With the beginning of self-government in 1854, provincial governments became responsible for immigration and immigration barracks. This responsibility passed to the central government in 1870, when Colonial Treasurer Julius Vogel (later premier) stepped up government-assisted immigration.

Passing through

In 1870s Christchurch all government-assisted immigrants passed through Addington’s immigration barracks. After being declared fit by a doctor, new arrivals had two days to wash and mend clothes before job interviews at the barracks on the third day. On accepting a position, immigrants promptly left. Those who declined to accept the going wage rate were expelled. This was to prevent loafers and malcontents from indulging themselves at the government’s expense.

During their stay immigrants were expected to complete daily chores and abide by the rules. Conditions were basic, but people were well fed and provided for – the government recognised that negative reports could deter future immigrants. In 1874 Harriet Herbert described the Christchurch barracks as ‘a splendid place, so comfortable and everyone so kind to us’.1

With the end of Vogel’s assisted immigration scheme in the late 1880s, the barracks were no longer needed and were either put to other uses or demolished. Since then, most immigrants have found their own accommodation on arrival in New Zealand or have been housed in dedicated refugee camps. In 2010 new refugees spent six weeks at the Māngere Refugee Resettlement Centre learning about New Zealand life before entering the wider community.

Native hostels

From the 1840s Māori regularly visited towns to trade. Pākehā prejudice meant few hoteliers welcomed them as guests. The government therefore built ‘native hostels’ in major towns where visiting Māori could stay free of charge. The Auckland hostel was opened in 1850 in Mechanics Bay. Traders could land their waka (canoes) and quickly transfer their produce to a covered market area outside the hostel. The hostel was well-frequented and survived into the 1930s.

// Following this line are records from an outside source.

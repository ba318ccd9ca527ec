//! DocChat Configuration Management
//!
//! Handles configuration from environment variables and TOML config files
//! with sensible defaults for development.

use serde::{Deserialize, Serialize};
use std::path::PathBuf;

/// Main application configuration
#[derive(Debug, Clone, Serialize, Deserialize, Default)]
pub struct AppConfig {
    /// Vector index configuration
    pub index: IndexConfig,

    /// LLM provider configuration
    pub llm: LlmConfig,

    /// Retrieval pipeline configuration
    pub rag: RagConfig,

    /// Logging configuration
    pub logging: LoggingConfig,
}

impl AppConfig {
    /// Load configuration from environment variables
    pub fn from_env() -> Result<Self, ConfigError> {
        let mut config = Self::default();

        // Index
        if let Ok(path) = std::env::var("DOCCHAT_INDEX_PATH") {
            config.index.path = PathBuf::from(path);
        }

        // LLM
        if let Ok(provider) = std::env::var("LLM_PROVIDER") {
            config.llm.provider = provider.parse()?;
        }
        if let Ok(key) = std::env::var("OPENAI_API_KEY") {
            config.llm.openai_api_key = Some(key);
        }
        if let Ok(url) = std::env::var("OPENAI_BASE_URL") {
            config.llm.openai_base_url = Some(url);
        }
        if let Ok(url) = std::env::var("OLLAMA_URL") {
            config.llm.ollama_url = url;
        }
        if let Ok(model) = std::env::var("LLM_MODEL") {
            config.llm.model = model;
        }
        if let Ok(model) = std::env::var("EMBEDDING_MODEL") {
            config.llm.embedding_model = model;
        }

        // Retrieval
        if let Ok(k) = std::env::var("DOCCHAT_TOP_K") {
            config.rag.top_k = k.parse().map_err(|_| ConfigError::InvalidValue {
                key: "DOCCHAT_TOP_K".to_string(),
                value: k,
            })?;
        }

        // Conversation store
        if let Ok(path) = std::env::var("DOCCHAT_HISTORY_DB") {
            config.rag.history_db = PathBuf::from(path);
        }

        // Logging
        if let Ok(level) = std::env::var("LOG_LEVEL") {
            config.logging.level = level;
        }

        config.validate()?;
        Ok(config)
    }

    /// Load from a TOML file
    pub fn from_file(path: impl Into<PathBuf>) -> Result<Self, ConfigError> {
        let path = path.into();
        let content = std::fs::read_to_string(&path).map_err(|e| ConfigError::FileReadError {
            path: path.clone(),
            source: e,
        })?;

        let config: Self = toml::from_str(&content).map_err(|e| ConfigError::ParseError {
            path,
            message: e.to_string(),
        })?;

        config.validate()?;
        Ok(config)
    }

    /// Validate cross-field constraints. Runs before any I/O.
    pub fn validate(&self) -> Result<(), ConfigError> {
        self.rag.validate()?;
        self.index.validate()?;
        Ok(())
    }
}

/// Vector index configuration
///
/// The ANN accuracy/speed knobs: graph degree and the construction and
/// search beam widths.
#[derive(Debug, Clone, Serialize, Deserialize)]
pub struct IndexConfig {
    /// Max neighbors per node per layer (M in the HNSW paper)
    pub m: usize,

    /// Beam width during graph construction
    pub ef_construction: usize,

    /// Beam width during search
    pub ef_search: usize,

    /// On-disk location of the persisted index bundle
    pub path: PathBuf,
}

impl Default for IndexConfig {
    fn default() -> Self {
        Self {
            m: 50,
            ef_construction: 32,
            ef_search: 32,
            path: PathBuf::from("models/vector_store"),
        }
    }
}

impl IndexConfig {
    fn validate(&self) -> Result<(), ConfigError> {
        if self.m == 0 {
            return Err(ConfigError::InvalidValue {
                key: "index.m".to_string(),
                value: "0".to_string(),
            });
        }
        if self.ef_construction == 0 || self.ef_search == 0 {
            return Err(ConfigError::InvalidValue {
                key: "index.ef".to_string(),
                value: "0".to_string(),
            });
        }
        Ok(())
    }
}

/// LLM provider configuration
#[derive(Debug, Clone, Serialize, Deserialize)]
pub struct LlmConfig {
    /// LLM provider to use
    pub provider: LlmProvider,

    /// API key for OpenAI-compatible endpoints
    pub openai_api_key: Option<String>,

    /// Base URL override (Groq, Azure, and other compatible APIs)
    pub openai_base_url: Option<String>,

    /// Ollama server URL
    pub ollama_url: String,

    /// Chat model name
    pub model: String,

    /// Embedding model name
    pub embedding_model: String,

    /// Maximum tokens for completion
    pub max_tokens: u32,

    /// Temperature for generation
    pub temperature: f32,

    /// Request timeout in seconds
    pub timeout_secs: u64,
}

impl Default for LlmConfig {
    fn default() -> Self {
        Self {
            provider: LlmProvider::OpenAI,
            openai_api_key: None,
            openai_base_url: None,
            ollama_url: "http://localhost:11434".to_string(),
            model: "llama-3.3-70b-versatile".to_string(),
            embedding_model: "text-embedding-3-small".to_string(),
            max_tokens: 1024,
            temperature: 1.0,
            timeout_secs: 60,
        }
    }
}

/// Supported LLM providers
#[derive(Debug, Clone, Copy, PartialEq, Eq, Serialize, Deserialize)]
#[serde(rename_all = "lowercase")]
pub enum LlmProvider {
    OpenAI,
    Ollama,
}

impl std::str::FromStr for LlmProvider {
    type Err = ConfigError;

    fn from_str(s: &str) -> Result<Self, Self::Err> {
        match s.to_lowercase().as_str() {
            "openai" => Ok(Self::OpenAI),
            "ollama" => Ok(Self::Ollama),
            _ => Err(ConfigError::InvalidValue {
                key: "LLM_PROVIDER".to_string(),
                value: s.to_string(),
            }),
        }
    }
}

/// Retrieval pipeline configuration
#[derive(Debug, Clone, Serialize, Deserialize)]
pub struct RagConfig {
    /// Chunk size in characters
    pub chunk_size: usize,

    /// Overlap between consecutive chunks in characters
    pub chunk_overlap: usize,

    /// Number of chunks retrieved per query
    pub top_k: usize,

    /// Maximum total context length in the grounded prompt (characters)
    pub max_context_chars: usize,

    /// SQLite database file for conversation history
    pub history_db: PathBuf,
}

impl Default for RagConfig {
    fn default() -> Self {
        Self {
            chunk_size: 512,
            chunk_overlap: 32,
            top_k: 25,
            max_context_chars: 16_000,
            history_db: PathBuf::from("models/chat_store/conversation_history.db"),
        }
    }
}

impl RagConfig {
    /// Validate chunking and retrieval parameters
    pub fn validate(&self) -> Result<(), ConfigError> {
        if self.chunk_size == 0 {
            return Err(ConfigError::InvalidValue {
                key: "rag.chunk_size".to_string(),
                value: "0".to_string(),
            });
        }
        if self.chunk_overlap >= self.chunk_size {
            return Err(ConfigError::InvalidValue {
                key: "rag.chunk_overlap".to_string(),
                value: format!(
                    "{} (must be less than chunk_size {})",
                    self.chunk_overlap, self.chunk_size
                ),
            });
        }
        if self.top_k == 0 {
            return Err(ConfigError::InvalidValue {
                key: "rag.top_k".to_string(),
                value: "0".to_string(),
            });
        }
        Ok(())
    }
}

/// Logging configuration
#[derive(Debug, Clone, Serialize, Deserialize)]
pub struct LoggingConfig {
    /// Log level (trace, debug, info, warn, error)
    pub level: String,
}

impl Default for LoggingConfig {
    fn default() -> Self {
        Self {
            level: "info".to_string(),
        }
    }
}

/// Configuration errors
#[derive(Debug, thiserror::Error)]
pub enum ConfigError {
    #[error("Failed to read config file {path}: {source}")]
    FileReadError {
        path: PathBuf,
        #[source]
        source: std::io::Error,
    },

    #[error("Failed to parse config file {path}: {message}")]
    ParseError { path: PathBuf, message: String },

    #[error("Invalid value for {key}: {value}")]
    InvalidValue { key: String, value: String },

    #[error("Missing required configuration: {0}")]
    MissingRequired(String),
}

impl From<ConfigError> for crate::DocChatError {
    fn from(e: ConfigError) -> Self {
        crate::DocChatError::Config(e.to_string())
    }
}

#[cfg(test)]
mod tests {
    use super::*;

    #[test]
    fn test_default_config_is_valid() {
        let config = AppConfig::default();
        assert!(config.validate().is_ok());
        assert_eq!(config.rag.top_k, 25);
        assert_eq!(config.index.m, 50);
    }

    #[test]
    fn test_overlap_must_be_less_than_chunk_size() {
        let mut config = AppConfig::default();
        config.rag.chunk_overlap = config.rag.chunk_size;
        assert!(config.validate().is_err());

        config.rag.chunk_overlap = config.rag.chunk_size + 1;
        assert!(config.validate().is_err());
    }

    #[test]
    fn test_top_k_must_be_positive() {
        let mut config = AppConfig::default();
        config.rag.top_k = 0;
        assert!(config.validate().is_err());
    }

    #[test]
    fn test_llm_provider_parse() {
        assert_eq!(
            "openai".parse::<LlmProvider>().unwrap(),
            LlmProvider::OpenAI
        );
        assert_eq!(
            "ollama".parse::<LlmProvider>().unwrap(),
            LlmProvider::Ollama
        );
        assert!("groq-native".parse::<LlmProvider>().is_err());
    }
}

The colonial housing market

While the government continued to supply specialist accommodation – such as asylums and military barracks – it did not provide general housing. This was due in part to a widespread conviction that this was the role of private enterprise. Most New Zealanders either rented their home from an investor-landlord or owned it themselves. The government restricted its role to (lightly) regulating the housing market, for example by giving municipalities (town councils) the power to prevent overcrowding and cleanse filthy houses – measures that were rarely used.

Intervention

The 1890 election of the reformist Liberal government saw the state take a more interventionist line. Growing concern over slum-like housing conditions and extortionate rents in the main cities led reformers to claim the market was failing to deliver good-quality and affordable housing. They argued that New Zealand should follow Britain and erect municipal rental homes for city workers. In 1900 the government gave local councils that power, but municipalities were too busy building streets and sewers to take on housing as well, so the state took the lead instead.

Workers’ dwellings

In 1905 Premier Richard Seddon pushed through legislation enabling the state to erect workers’ dwellings in the main cities. Suburban land was acquired, away from inner-city pollutants, and the first houses were completed in Petone, near Wellington, the following year. However, distance from city workplaces and high rents (due to superior construction standards) deterred tenants and the scheme was not successful.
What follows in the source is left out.